Atlanta—Efforts to improve antibiotic prescribing practices and thereby curb the spread of antimicrobial resistance often focuses on physicians and other primary care providers, such as nurse practitioners and physicians’ assistants, as well as specific medical specialists.
Often overlooked are dentists, who prescribe approximately 10% of outpatient antibiotics, notes an article published in the Journal of the American Dental Association.
A study team lead by researchers from the CDC notes that little is known about dentists’ antibiotic prescribing patterns. To remedy that, the authors conducted a study to characterize prescribing by dentists based on antibiotic agent and category, patient demographic characteristics, and geographic region in the U.S.

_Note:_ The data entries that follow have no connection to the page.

// Event bus implementation
use crate::utils::{gen_id, now_ms};
use crate::Result;
use dashmap::DashMap;
use serde::{Deserialize, Serialize};
use std::collections::HashMap;
use std::sync::Arc;
use tokio::sync::mpsc;
use tracing::{debug, info, warn};

/// Delivery class of a subscription
#[derive(Debug, Clone, Copy, PartialEq, Eq, Serialize, Deserialize)]
pub enum QoSLevel {
    /// Small queue, never awaits; events are dropped when the subscriber lags
    QosRealtime,
    /// Bounded queue; publisher awaits capacity
    QosBatched,
    /// Large bounded queue; publisher awaits capacity
    QosBackground,
}

/// Message carried on the bus
#[derive(Debug, Clone, Default, PartialEq, Serialize, Deserialize)]
pub struct Event {
    pub id: String,
    #[serde(rename = "type")]
    pub r#type: String,
    pub timestamp_ms: i64,
    pub source: String,
    #[serde(default)]
    pub metadata: HashMap<String, String>,
    #[serde(default)]
    pub payload: Vec<u8>,
}

impl Event {
    pub fn new(event_type: impl Into<String>, source: impl Into<String>, payload: Vec<u8>) -> Self {
        Self {
            id: gen_id(),
            r#type: event_type.into(),
            timestamp_ms: now_ms(),
            source: source.into(),
            metadata: HashMap::new(),
            payload,
        }
    }

    pub fn with_metadata(mut self, metadata: HashMap<String, String>) -> Self {
        self.metadata = metadata;
        self
    }
}

/// Subscription information
#[derive(Debug, Clone)]
struct Subscription {
    id: String,
    event_types: Vec<String>,
    qos: QoSLevel,
    sender: mpsc::Sender<Event>,
}

/// Event bus statistics
#[derive(Debug, Clone, Default, Serialize, Deserialize)]
pub struct EventBusStats {
    pub total_published: u64,
    pub total_delivered: u64,
    pub active_subscriptions: usize,
    pub dropped_events: u64,
}

/// In-process topic bus
pub struct EventBus {
    // Topic -> Subscriber list
    subscriptions: Arc<DashMap<String, Vec<Subscription>>>,

    // Statistics
    stats: Arc<DashMap<String, EventBusStats>>,
}

impl EventBus {
    pub fn new() -> Self {
        Self {
            subscriptions: Arc::new(DashMap::new()),
            stats: Arc::new(DashMap::new()),
        }
    }

    pub async fn shutdown(&self) -> Result<()> {
        info!(target: "event_bus", "Event Bus shutting down");
        self.subscriptions.clear();
        Ok(())
    }

    /// Publish event to topic, returning the number of subscribers reached
    pub async fn publish(&self, topic: &str, event: Event) -> Result<u64> {
        debug!(target: "event_bus", "Publishing event {} to topic {}", event.id, topic);

        self.update_stats(topic, |stats| stats.total_published += 1);

        // Clone the senders out so no map guard is held across an await
        let subs: Vec<Subscription> = match self.subscriptions.get(topic) {
            Some(subs) => subs.value().clone(),
            None => {
                debug!(target: "event_bus", "No subscriptions for topic: {}", topic);
                return Ok(0);
            }
        };

        let mut delivered = 0;
        let mut dropped = 0;

        for sub in &subs {
            if !sub.event_types.is_empty() && !sub.event_types.contains(&event.r#type) {
                continue;
            }

            match sub.qos {
                QoSLevel::QosRealtime => {
                    if sub.sender.try_send(event.clone()).is_ok() {
                        delivered += 1;
                    } else {
                        dropped += 1;
                        warn!(target: "event_bus", "Dropped realtime event for subscription {}", sub.id);
                    }
                }
                QoSLevel::QosBatched | QoSLevel::QosBackground => {
                    match sub.sender.send(event.clone()).await {
                        Ok(_) => delivered += 1,
                        Err(_) => {
                            dropped += 1;
                            warn!(target: "event_bus", "Failed to send event to subscription {}", sub.id);
                        }
                    }
                }
            }
        }

        self.update_stats(topic, |stats| {
            stats.total_delivered += delivered;
            stats.dropped_events += dropped;
        });

        Ok(delivered)
    }

    /// Subscribe to topic
    pub async fn subscribe(
        &self,
        topic: String,
        event_types: Vec<String>,
        qos: QoSLevel,
    ) -> Result<(String, mpsc::Receiver<Event>)> {
        let subscription_id = format!("sub_{}_{}", topic, gen_id());
        let cap = match qos {
            QoSLevel::QosRealtime => 64,
            QoSLevel::QosBatched => 1024,
            QoSLevel::QosBackground => 4096,
        };
        let (tx, rx) = mpsc::channel(cap);

        let subscription = Subscription {
            id: subscription_id.clone(),
            event_types,
            qos,
            sender: tx,
        };

        self.subscriptions
            .entry(topic.clone())
            .or_default()
            .push(subscription);

        self.update_stats(&topic, |stats| {
            stats.active_subscriptions += 1;
        });

        info!(
            target: "event_bus",
            "Created subscription {} for topic {}",
            subscription_id, topic
        );
        Ok((subscription_id, rx))
    }

    /// Unsubscribe; dropping the sender closes the subscriber's receiver
    pub async fn unsubscribe(&self, subscription_id: &str) -> Result<()> {
        let mut emptied_topics = Vec::new();
        for mut entry in self.subscriptions.iter_mut() {
            let topic = entry.key().clone();
            let before = entry.value().len();
            entry.value_mut().retain(|sub| sub.id != subscription_id);
            let removed = before - entry.value().len();

            if removed > 0 {
                self.update_stats(&topic, |stats| {
                    stats.active_subscriptions = stats.active_subscriptions.saturating_sub(removed);
                });
            }
            if entry.value().is_empty() {
                emptied_topics.push(topic);
            }
        }
        for topic in emptied_topics {
            self.subscriptions.remove_if(&topic, |_, subs| subs.is_empty());
        }

        info!(target: "event_bus", "Unsubscribed {}", subscription_id);
        Ok(())
    }

    /// Get stats
    pub fn get_stats(&self, topic: &str) -> Option<EventBusStats> {
        self.stats.get(topic).map(|s| s.clone())
    }

    fn update_stats<F>(&self, topic: &str, f: F)
    where
        F: FnOnce(&mut EventBusStats),
    {
        let mut entry = self.stats.entry(topic.to_string()).or_default();
        f(entry.value_mut());
    }
}

impl Default for EventBus {
    fn default() -> Self {
        Self::new()
    }
}
// Plain-text rendering of the call board
use chrono::{DateTime, TimeZone};
use qpanel_core::{LaunchWarning, QueuePanelState};
use std::fmt::{Display, Write};

/// Renders every queue view, newest call first, with the highlighted call
/// marked. Launch warnings are printed above the queues.
pub fn render<Tz>(views: &[QueuePanelState], connected: bool, warnings: &[LaunchWarning], tz: &Tz) -> String
where
    Tz: TimeZone,
    Tz::Offset: Display,
{
    let mut out = String::new();
    let status = if connected { "conectado" } else { "desconectado" };
    let _ = writeln!(out, "==== Painel de chamadas [{}] ====", status);
    for warning in warnings {
        let _ = writeln!(out, "! {}", warning);
    }

    if views.is_empty() {
        let _ = writeln!(out, "(aguardando chamadas)");
        return out;
    }

    for view in views {
        let title = view
            .records
            .iter()
            .find_map(|r| r.queue_name.as_deref())
            .map(|name| format!("Fila {} - {}", view.queue_id, name))
            .unwrap_or_else(|| format!("Fila {}", view.queue_id));
        let _ = writeln!(out, "{}", title);
        if view.records.is_empty() {
            let _ = writeln!(out, "   (sem chamadas)");
            continue;
        }
        for record in &view.records {
            let marker = if record.is_new { ">>" } else { "  " };
            let ticket = record
                .ticket
                .as_deref()
                .map(|t| format!("[{}] ", t))
                .unwrap_or_default();
            let _ = writeln!(
                out,
                " {} {}  {}{}  {}",
                marker,
                local_time(&record.timestamp, tz),
                ticket,
                record.subject_name,
                record.location
            );
        }
    }
    out
}

fn local_time<Tz>(at: &DateTime<chrono::Utc>, tz: &Tz) -> String
where
    Tz: TimeZone,
    Tz::Offset: Display,
{
    at.with_timezone(tz).format("%H:%M:%S").to_string()
}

For the study, researchers identified oral antibiotic prescriptions dispensed during 2013 in the Xponent (Quintiles IMS) database. Then, the total number of prescriptions and county-level census population denominators were used to calculate prescribing rates.
Also analyzed was prescribing according to individual agent, drug category, and patient demographic characteristics as well as the overall number of prescriptions calculated for general dentists.
Results show that dentists prescribed 24.5 million courses of antibiotics in 2013, a prescribing rate of 77.5 prescriptions per 1,000 people. The most commonly prescribed antibiotic category was penicillin.
Most of the antibiotics were prescribed for adults aged >19 years, with the Northeast census region having the highest prescribing rate per 1,000 people. The District of Columbia had the highest prescribing rate of 99.5 per 1,000 people, and Delaware had the lowest prescribing rate of 50.7 per 1,000 people.
The study points out that, although dentists usually prescribe within recommended guidelines, they sometimes write prescriptions for antibiotics not indicated for dental conditions, such as fluoroquinolones and others usually reserved for conditions such as urinary tract infections.
“Dentists prescribe large quantities of antibiotics in outpatient settings, and there is considerable geographic variability,” study authors note. “Additional study is needed to better understand the reasons for this variability and identify areas of possible intervention and improvement.”
A CDC blog advises that guidelines have been published for dentists’ use of antibiotic prophylaxis for prevention of infective endocarditis and prosthetic joint infections, but little national guidance exists on treatment of specific dental infections.
Study authors emphasize that combating antibiotic resistance will require all prescribers, including dentists, “to examine prescribing behaviors for appropriateness and the effectiveness of guidelines to identify opportunities to optimize antibiotic use.”